エクステリアのデザインは、ポルシェらしく全面的に曲面を活かした女性的な優美さが取り入れられたものとなった。室内の雰囲気や質感も、パナメーラで先行して展開されたイメージと、911との関連性を印象づけるメーターパネルなど、ポルシェならではの演出がふんだんに盛り込まれた。これまでのカイエンで課題と言われていた、インテリアの質感も大幅に向上されたのだ。
軽量化と8速ATの採用、よりポルシェらしい走り味
最初に試乗したのはカイエンS。ライプツィッヒ市内の道は、路面電車の軌道と、旧東ドイツ領内ということを感じさせる荒れた舗装路面がしばしば現れる。オプションのエアサスペンションとPASAM(ポルシェアクティブサスペンションマネジメントシステム)、295/35R21サイズのタイヤを装着した試乗車は、硬めのセッティングのサスペンションによって細かな上下動で揺さぶられるものの、それは「ガツン」とではなく、衝撃のカドが取れて伝えられてくる。その意味で、乗り心地は悪くない。ただし21インチサイズの足まわりは、やや重たい印象を受ける。
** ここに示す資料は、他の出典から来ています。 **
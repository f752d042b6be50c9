//! KiteDB search sync
//!
//! Mirrors graph transactions into an Elasticsearch-compatible search index.
//!
//! Each committing transaction is translated into a deduplicated
//! [`OperationSet`] (one index, update or delete per target index and node),
//! which is then shipped as a single `_bulk` request once the commit is final.
//!
//! # Example
//!
//! ```rust,no_run
//! use std::sync::Arc;
//! use kitedb_search::{MemoryGraph, MemoryTransport, SearchSyncConfig, SearchSyncExtension};
//!
//! # fn main() -> kitedb_search::Result<()> {
//! let graph = MemoryGraph::new();
//! let config = SearchSyncConfig::new("http://localhost:9200", "people:Person(name)")
//!   .index_all("nodes");
//! let extension = SearchSyncExtension::new(config);
//! extension.init_with_transport(&graph, Arc::new(MemoryTransport::new()))?;
//!
//! let mut tx = graph.begin();
//! let ann = tx.create_node(&["Person"]);
//! tx.set_property(ann, "name", "Ann")?;
//! tx.commit();
//!
//! extension.shutdown(&graph);
//! # Ok(())
//! # }
//! ```

pub mod action;
pub mod bulk;
pub mod config;
pub mod dispatch;
pub mod document;
pub mod error;
pub mod extension;
pub mod graph;
pub mod handler;
pub mod index_spec;
pub mod merge;
pub mod snapshot;
pub mod transport;
pub mod types;

pub use action::{CandidateOperation, ChangeCategory, OperationKey, OperationKind};
pub use bulk::{BulkItemOutcome, BulkRequest, BulkResponse};
pub use config::SearchSyncConfig;
pub use dispatch::{DispatchMode, DispatchStatus, Dispatcher};
pub use document::Document;
pub use error::{Result, SearchSyncError};
pub use extension::SearchSyncExtension;
pub use graph::{GraphTx, MemoryGraph};
pub use handler::{HandlerId, HandlerRegistry, SearchSyncHandler, TransactionEventHandler};
pub use index_spec::{IndexSpec, IndexSpecTable, CATCH_ALL_TYPE};
pub use merge::{translate, OperationSet};
pub use snapshot::{MutationSnapshot, TransactionData};
pub use transport::{HttpTransport, MemoryTransport, SearchTransport};
pub use types::{NodeId, NodeRecord, PropValue};
//! Bulk request/response payloads and the `_bulk` NDJSON wire codec.

use serde::Deserialize;
use serde_json::{json, Value};
use std::collections::HashMap;
use std::fmt::Write as _;

use crate::action::{CandidateOperation, OperationKind};
use crate::error::{Result, SearchSyncError};
use crate::merge::OperationSet;

pub const BULK_CONTENT_TYPE: &str = "application/x-ndjson";

/// Painless script used for updates: replaces each top-level field of the
/// stored document, so the nested `properties` object is swapped wholesale
/// and removed properties disappear. Update lines also carry the document as
/// `upsert`, so a missing target is created instead of rejected.
pub const UPDATE_SCRIPT: &str = "ctx._source.putAll(params.doc)";

/// One batched submission of write operations, in operation-set order
#[derive(Debug, Clone, Default, PartialEq)]
pub struct BulkRequest {
  pub operations: Vec<CandidateOperation>,
}

impl BulkRequest {
  pub fn new(operations: Vec<CandidateOperation>) -> Self {
    Self { operations }
  }

  pub fn len(&self) -> usize {
    self.operations.len()
  }

  pub fn is_empty(&self) -> bool {
    self.operations.is_empty()
  }

  /// Encode as `_bulk` NDJSON. Every line, the last included, ends in `\n`.
  pub fn to_ndjson(&self, include_type: bool) -> Result<String> {
    let mut out = String::new();
    for op in &self.operations {
      let mut meta = serde_json::Map::new();
      meta.insert("_index".to_string(), Value::String(op.index.clone()));
      if include_type {
        meta.insert("_type".to_string(), Value::String(op.doc_type.clone()));
      }
      meta.insert("_id".to_string(), Value::String(op.id.clone()));

      let mut action = serde_json::Map::new();
      action.insert(op.kind.to_string(), Value::Object(meta));
      push_line(&mut out, &Value::Object(action))?;

      match (op.kind, op.body.as_ref()) {
        (OperationKind::Index, Some(body)) => push_line(&mut out, &serde_json::to_value(body)?)?,
        (OperationKind::Update, Some(body)) => {
          let doc = serde_json::to_value(body)?;
          let script = json!({
            "script": {
              "lang": "painless",
              "source": UPDATE_SCRIPT,
              "params": { "doc": doc.clone() },
            },
            "upsert": doc,
          });
          push_line(&mut out, &script)?;
        }
        (OperationKind::Delete, _) => {}
        (kind, None) => {
          return Err(SearchSyncError::Serialization(format!(
            "{kind} operation for {} has no body",
            op.key()
          )))
        }
      }
    }
    Ok(out)
  }
}

impl From<OperationSet> for BulkRequest {
  fn from(set: OperationSet) -> Self {
    Self::new(set.into_operations())
  }
}

fn push_line(out: &mut String, value: &Value) -> Result<()> {
  let line = serde_json::to_string(value)?;
  writeln!(out, "{line}").map_err(|e| SearchSyncError::Serialization(e.to_string()))
}

/// Result of one operation inside a bulk request
#[derive(Debug, Clone, PartialEq, Eq)]
pub struct BulkItemOutcome {
  pub kind: OperationKind,
  pub index: String,
  pub id: String,
  pub status: u16,
  pub error: Option<String>,
}

impl BulkItemOutcome {
  /// 2xx, or 404 on a delete (document already gone)
  pub fn is_success(&self) -> bool {
    match self.kind {
      OperationKind::Delete if self.status == 404 => true,
      _ => self.error.is_none() && (200..300).contains(&self.status),
    }
  }
}

/// Transport answer for one bulk request
#[derive(Debug, Clone, Default, PartialEq, Eq)]
pub struct BulkResponse {
  pub took_ms: Option<u64>,
  pub items: Vec<BulkItemOutcome>,
  /// Transport-level error message, if any
  pub error: Option<String>,
}

impl BulkResponse {
  pub fn is_success(&self) -> bool {
    self.error.is_none() && self.items.iter().all(BulkItemOutcome::is_success)
  }

  pub fn failed_items(&self) -> impl Iterator<Item = &BulkItemOutcome> {
    self.items.iter().filter(|item| !item.is_success())
  }

  /// Successful response acknowledging every operation of `request`
  pub fn acknowledge(request: &BulkRequest) -> Self {
    let items = request
      .operations
      .iter()
      .map(|op| BulkItemOutcome {
        kind: op.kind,
        index: op.index.clone(),
        id: op.id.clone(),
        status: match op.kind {
          OperationKind::Index => 201,
          OperationKind::Update | OperationKind::Delete => 200,
        },
        error: None,
      })
      .collect();
    Self {
      took_ms: Some(0),
      items,
      error: None,
    }
  }
}

#[derive(Debug, Deserialize)]
struct RawBulkResponse {
  took: Option<u64>,
  #[serde(default)]
  errors: bool,
  #[serde(default)]
  items: Vec<HashMap<String, RawBulkItem>>,
}

#[derive(Debug, Deserialize)]
struct RawBulkItem {
  #[serde(rename = "_index", default)]
  index: String,
  #[serde(rename = "_id", default)]
  id: String,
  status: u16,
  error: Option<Value>,
}

/// Decode a `_bulk` response body
pub fn decode_bulk_response(body: &[u8]) -> Result<BulkResponse> {
  let raw: RawBulkResponse = serde_json::from_slice(body)
    .map_err(|e| SearchSyncError::Serialization(format!("decode bulk response: {e}")))?;

  let mut items = Vec::with_capacity(raw.items.len());
  for entry in raw.items {
    let (action, item) = entry.into_iter().next().ok_or_else(|| {
      SearchSyncError::Serialization("bulk response item without action".to_string())
    })?;
    let kind = match action.as_str() {
      "index" | "create" => OperationKind::Index,
      "update" => OperationKind::Update,
      "delete" => OperationKind::Delete,
      other => {
        return Err(SearchSyncError::Serialization(format!(
          "unknown bulk action in response: {other}"
        )))
      }
    };
    items.push(BulkItemOutcome {
      kind,
      index: item.index,
      id: item.id,
      status: item.status,
      error: item.error.map(|error| error_reason(&error)),
    });
  }

  let error = if raw.errors && items.is_empty() {
    Some("bulk response flagged errors without items".to_string())
  } else {
    None
  };

  Ok(BulkResponse {
    took_ms: raw.took,
    items,
    error,
  })
}

fn error_reason(error: &Value) -> String {
  match error.get("reason").and_then(Value::as_str) {
    Some(reason) => match error.get("type").and_then(Value::as_str) {
      Some(kind) => format!("{kind}: {reason}"),
      None => reason.to_string(),
    },
    None => error.to_string(),
  }
}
最高出力が従来型より15psアップの400psとなり、パナメーラS用と同仕様となった4.8L V8エンジンは、気持ちいいエンジン音を発しながら回っていく。スムーズさがより増した印象で、力強さが際立つ。
8速ATは、従来の6速ATよりも、右足のペダル操作とクルマの動きにダイレクト感が強まった印象。100km/h時のエンジン回転数は8速で1600rpmほどで、静粛性や燃費面で大きな効果がある。
従来型カイエンが採用していたPTM(ポルシェトラクションマネージメントシステム)は、前後で38:62の基本駆動力配分比を備えた電子制御多板クラッチ式だった。それが新型のカイエンターボ/カイエンS/カイエン用のPTMでは、911ターボやパナメーラで採用されている、前後の駆動力配分を走行状況に応じて任意に可変させるアクティブ4WD方式となった。そのため、前後駆動力の定まった配分比というものはないが、基本的に駆動力はリア寄りで、運転している感覚としてはFRの2WFDモデルに近い印象だ。
アウトバーンでコーナーを抜けていく際も、ハンドルの操作に合わせてノーズが素直にイン側へと入っていく感じである。ハンドルのセンター付近での操舵感はしっかりと締まっていて、ハイスピード巡航時にも余計な不安感は覚えない。
また試乗車にはオプションのPTV plus(ポルシェトルクベクトリングプラス)も装備されていた。
これは、必要に応じてコーナリング中のイン側リアホイールに軽くブレーキをかけるシステムと電子制御式リアデファレンシャルが加わるもので、PTMやスタビリティコントロールと統合制御されて、よりダイナミックな走りと安定性を実現してくれるという。その効果も相まって、スポーティなFRモデルであるかのようなドライビングフィールを実感させてくれたのだろう。